Insurgents mounted deadly attacks on police and U.S. soldiers here Tuesday, as politicians with an Aug. 15 deadline to draft a constitution resumed deliberations. Some officials expressed diminished confidence that the document would be completed on time.
A suicide car bomber attacked a convoy of U.S. Army Humvees across the Tigris River from Baghdad's fortified Green Zone, killing one soldier and wounding two others. At least 12 Iraqis were killed in the afternoon blast, and the dead and wounded were stacked on wooden pushcarts to be taken to a nearby hospital.
"They kill 40 Iraqis to get one American. I am wondering, is there anyone who will be able to stop this and make us live like we used to live before?" said Hussein Saidi, 23, who sells grapes along the road. "Many of my friends were killed. God saved me. I do not know how."
Police officers were targeted in several attacks across the capital, including two who were killed in a drive-by shooting in the Zayona neighborhood of east Baghdad. At least 10 policemen were killed citywide Tuesday, according to Reuters and the Associated Press.
On Monday, a Marine was killed by small arms fire in Ramadi in western Iraq, where U.S. forces have suffered heavy casualties in recent days, the military said in a statement.
A U.S. general said Tuesday that the violence, which has killed 33 U.S. service members this month, would likely escalate as the deadline approached for drafting the constitution.
"If you look at the past few months, insurgents have not been able to sustain attacks, but they tend to surge every four weeks or so. We are right in the middle of one of those periods and predicted this would come," said Army Brig. Gen. Karl Horst, the deputy commander of the 3rd Infantry Division, which oversees Baghdad. "If they are going to influence the constitution process, they have only a few days left to do it, and we fully expect the attacks to continue."
That process resumed Tuesday after a blinding sandstorm forced officials to cancel Monday's scheduled negotiating sessions.
To a greater degree than usual, both U.S. and Iraqi officials emphasized the challenge posed by the deadline. Prime Minister Ibrahim Jafari told the Associated Press that he hoped the deadline would be met but said that "if some matters block us and need time, then it might take a little time."

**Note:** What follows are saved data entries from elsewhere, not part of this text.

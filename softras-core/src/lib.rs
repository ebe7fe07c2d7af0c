//! softras core - a single-threaded software rasterization pipeline.
//!
//! Meshes are projected with a row-vector model-view-projection chain,
//! divided by `w`, mapped through a viewport matrix and filled into a
//! [`Framebuffer`] with barycentric depth testing and packed-color shading.
//! Nothing here touches files, windows or clocks.

pub mod color;
pub mod error;
pub mod framebuffer;
pub mod geometry;
pub mod math;
pub mod projection;
pub mod raster;
pub mod transform;
pub mod vmodel;

// Re-export commonly used types
pub use error::{Error, MeshError};
pub use framebuffer::Framebuffer;
pub use geometry::{Mesh, Vertex};
pub use projection::Camera;
pub use raster::{draw_line, ColorSource, FrameStats, HashedColors, Rasterizer, SolidColors};
pub use transform::{RotationState, Transform};
pub use vmodel::{encode_vmodel, parse_vmodel};
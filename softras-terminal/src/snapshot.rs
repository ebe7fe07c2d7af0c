//! Binary PPM (P6) export of the color buffer.
use softras_core::color::unpack;
use softras_core::Framebuffer;
use std::fs::File;
use std::io::{self, BufWriter, Write};
use std::path::Path;

/// Write `fb` as a P6 image, top row first.
pub fn write_ppm<W: Write>(fb: &Framebuffer, writer: &mut W) -> io::Result<()> {
    write!(writer, "P6\n{} {}\n255\n", fb.width(), fb.height())?;
    let mut row = Vec::with_capacity(fb.width() * 3);
    for y in (0..fb.height()).rev() {
        row.clear();
        let start = y * fb.width();
        for &pixel in &fb.color_pixels()[start..start + fb.width()] {
            let (r, g, b) = unpack(pixel);
            row.extend_from_slice(&[r, g, b]);
        }
        writer.write_all(&row)?;
    }
    Ok(())
}

pub fn save_ppm<P: AsRef<Path>>(fb: &Framebuffer, path: P) -> io::Result<()> {
    let mut writer = BufWriter::new(File::create(path)?);
    write_ppm(fb, &mut writer)?;
    writer.flush()
}
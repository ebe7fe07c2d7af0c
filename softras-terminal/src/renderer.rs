//! Presents a finished framebuffer in the terminal.
use crossterm::{
    cursor,
    style::{Color, Print, ResetColor, SetBackgroundColor, SetForegroundColor},
    QueueableCommand,
};
use softras_core::color::unpack;
use softras_core::Framebuffer;
use std::io::Write;

/// Upper half block: foreground paints the top pixel, background the bottom.
const HALF_BLOCK: char = '\u{2580}';

/// Stretches a framebuffer over a `cols x rows` cell grid, two pixel rows per
/// cell, with nearest-neighbour sampling.
///
/// Framebuffer row 0 is the bottom of the image, so rows are flipped.
pub struct HalfBlockPresenter {
    cols: usize,
    rows: usize,
}

impl HalfBlockPresenter {
    pub fn new(cols: usize, rows: usize) -> Self {
        Self { cols, rows }
    }

    pub fn resize(&mut self, cols: usize, rows: usize) {
        self.cols = cols;
        self.rows = rows;
    }

    /// Framebuffer size that maps one pixel to each half cell.
    pub fn native_size(&self) -> (usize, usize) {
        (self.cols.max(1), (self.rows * 2).max(1))
    }

    fn sample(&self, fb: &Framebuffer, col: usize, pixel_row: usize) -> Color {
        let x = col * fb.width() / self.cols.max(1);
        let y = pixel_row * fb.height() / (self.rows * 2).max(1);
        let flipped = fb.height() - 1 - y.min(fb.height() - 1);
        let (r, g, b) = unpack(fb.pixel(x as i32, flipped as i32).unwrap_or(0));
        Color::Rgb { r, g, b }
    }

    pub fn draw<W: Write>(&self, fb: &Framebuffer, writer: &mut W) -> std::io::Result<()> {
        let mut current: Option<(Color, Color)> = None;
        for row in 0..self.rows {
            writer.queue(cursor::MoveTo(0, row as u16))?;
            for col in 0..self.cols {
                let top = self.sample(fb, col, row * 2);
                let bottom = self.sample(fb, col, row * 2 + 1);
                if current != Some((top, bottom)) {
                    writer.queue(SetForegroundColor(top))?;
                    writer.queue(SetBackgroundColor(bottom))?;
                    current = Some((top, bottom));
                }
                writer.queue(Print(HALF_BLOCK))?;
            }
        }
        writer.queue(ResetColor)?;
        Ok(())
    }
}
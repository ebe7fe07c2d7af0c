//! Write the built-in cube as a `.v` model.
//!
//! Usage: cargo run -p softras-core --example export_cube -- cube.v [size]

use softras_core::{encode_vmodel, parse_vmodel, Mesh};
use std::env;
use std::fs;
use std::io;

fn main() -> io::Result<()> {
    let args: Vec<String> = env::args().collect();
    if args.len() < 2 {
        eprintln!("Usage: {} <output.v> [size]", args[0]);
        std::process::exit(2);
    }

    let size = match args.get(2) {
        Some(s) => s
            .parse::<f32>()
            .map_err(|e| io::Error::new(io::ErrorKind::InvalidInput, format!("bad size: {e}")))?,
        None => 2.0,
    };

    let cube = Mesh::cube(size);
    let bytes = encode_vmodel(&cube);
    debug_assert_eq!(parse_vmodel(&bytes).as_ref(), Ok(&cube));
    fs::write(&args[1], &bytes)?;

    println!(
        "Wrote {} ({} bytes, {} triangles)",
        args[1],
        bytes.len(),
        cube.triangle_count()
    );
    Ok(())
}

U.S. Ambassador Zalmay Khalilzad also seemed to leave open the possibility that the draft might come late. "I think that at this point the determination is to meet the deadline, but of course the weather has delayed things," he said.
Under the terms of the country's interim constitution, Iraqi officials had until Aug. 1 to request a six-month extension for completing a draft constitution, which must be presented to the National Assembly for approval. They declined to ask for the delay. Finishing the constitution on time is the first step toward a nationwide referendum on its adoption in October and a new round of legislative elections in December.
Members of the constitution committee gathered Tuesday evening at the Baghdad home of President Jalal Talabani.
They were joined later by leaders of political blocs outside Iraq's legislature, including Massoud Barzani, the president of the Kurdish autonomous region of northern Iraq, who was prevented by weather from traveling to Baghdad over the past two days.
Barzani's presence is considered pivotal to resolving some of the thorniest constitutional issues. He is expected to push for broad autonomy for the Kurdish north and for the return of ethnic Kurds to the oil-rich city of Kirkuk.
Iraq's Sunni Arabs, while not opposed to limited autonomy for the Kurdish region, fear that the Kurds consider it a step toward independence and that the country could break apart if the principle of federalism is extended to Shiite Muslims in southern Iraq. They are against adjusting the demographics of Kirkuk, where many Sunnis were relocated under the former government of Saddam Hussein.
In a brief statement to reporters as meetings got underway, Talabani's spokesman, Kamran Qaradaghi, said politicians would spend the evening discussing how much power to allow regional governments such as Kurdistan's, how to distribute the country's oil wealth, and what electoral system should be used to choose future governments.
"They are committed to the deadline of August 15," he said of the committee members.
After the meeting, Salih Mutlak, a Sunni Arab participant, said that the group had agreed in principle that the central government would control Iraq's oil resources but that the question of federalism was left unresolved.
U.S. and Iraqi officials have long maintained that political progress would undermine the country's violent insurgency. Fighting continued Tuesday in and around the northwestern city of Haditha, where U.S. Marines and Iraqi soldiers are in the fourth day of an offensive along the Euphrates River. U.S. jets destroyed a pair of safe houses, killing at least seven insurgents, according to an Iraqi army captain who spoke on condition he not be named.
The insurgent group led by Abu Musab Zarqawi posted a statement on the walls of several mosques in the city of Rawah, northwest of Haditha, that said the rebels would engage the United States in a "war of attrition."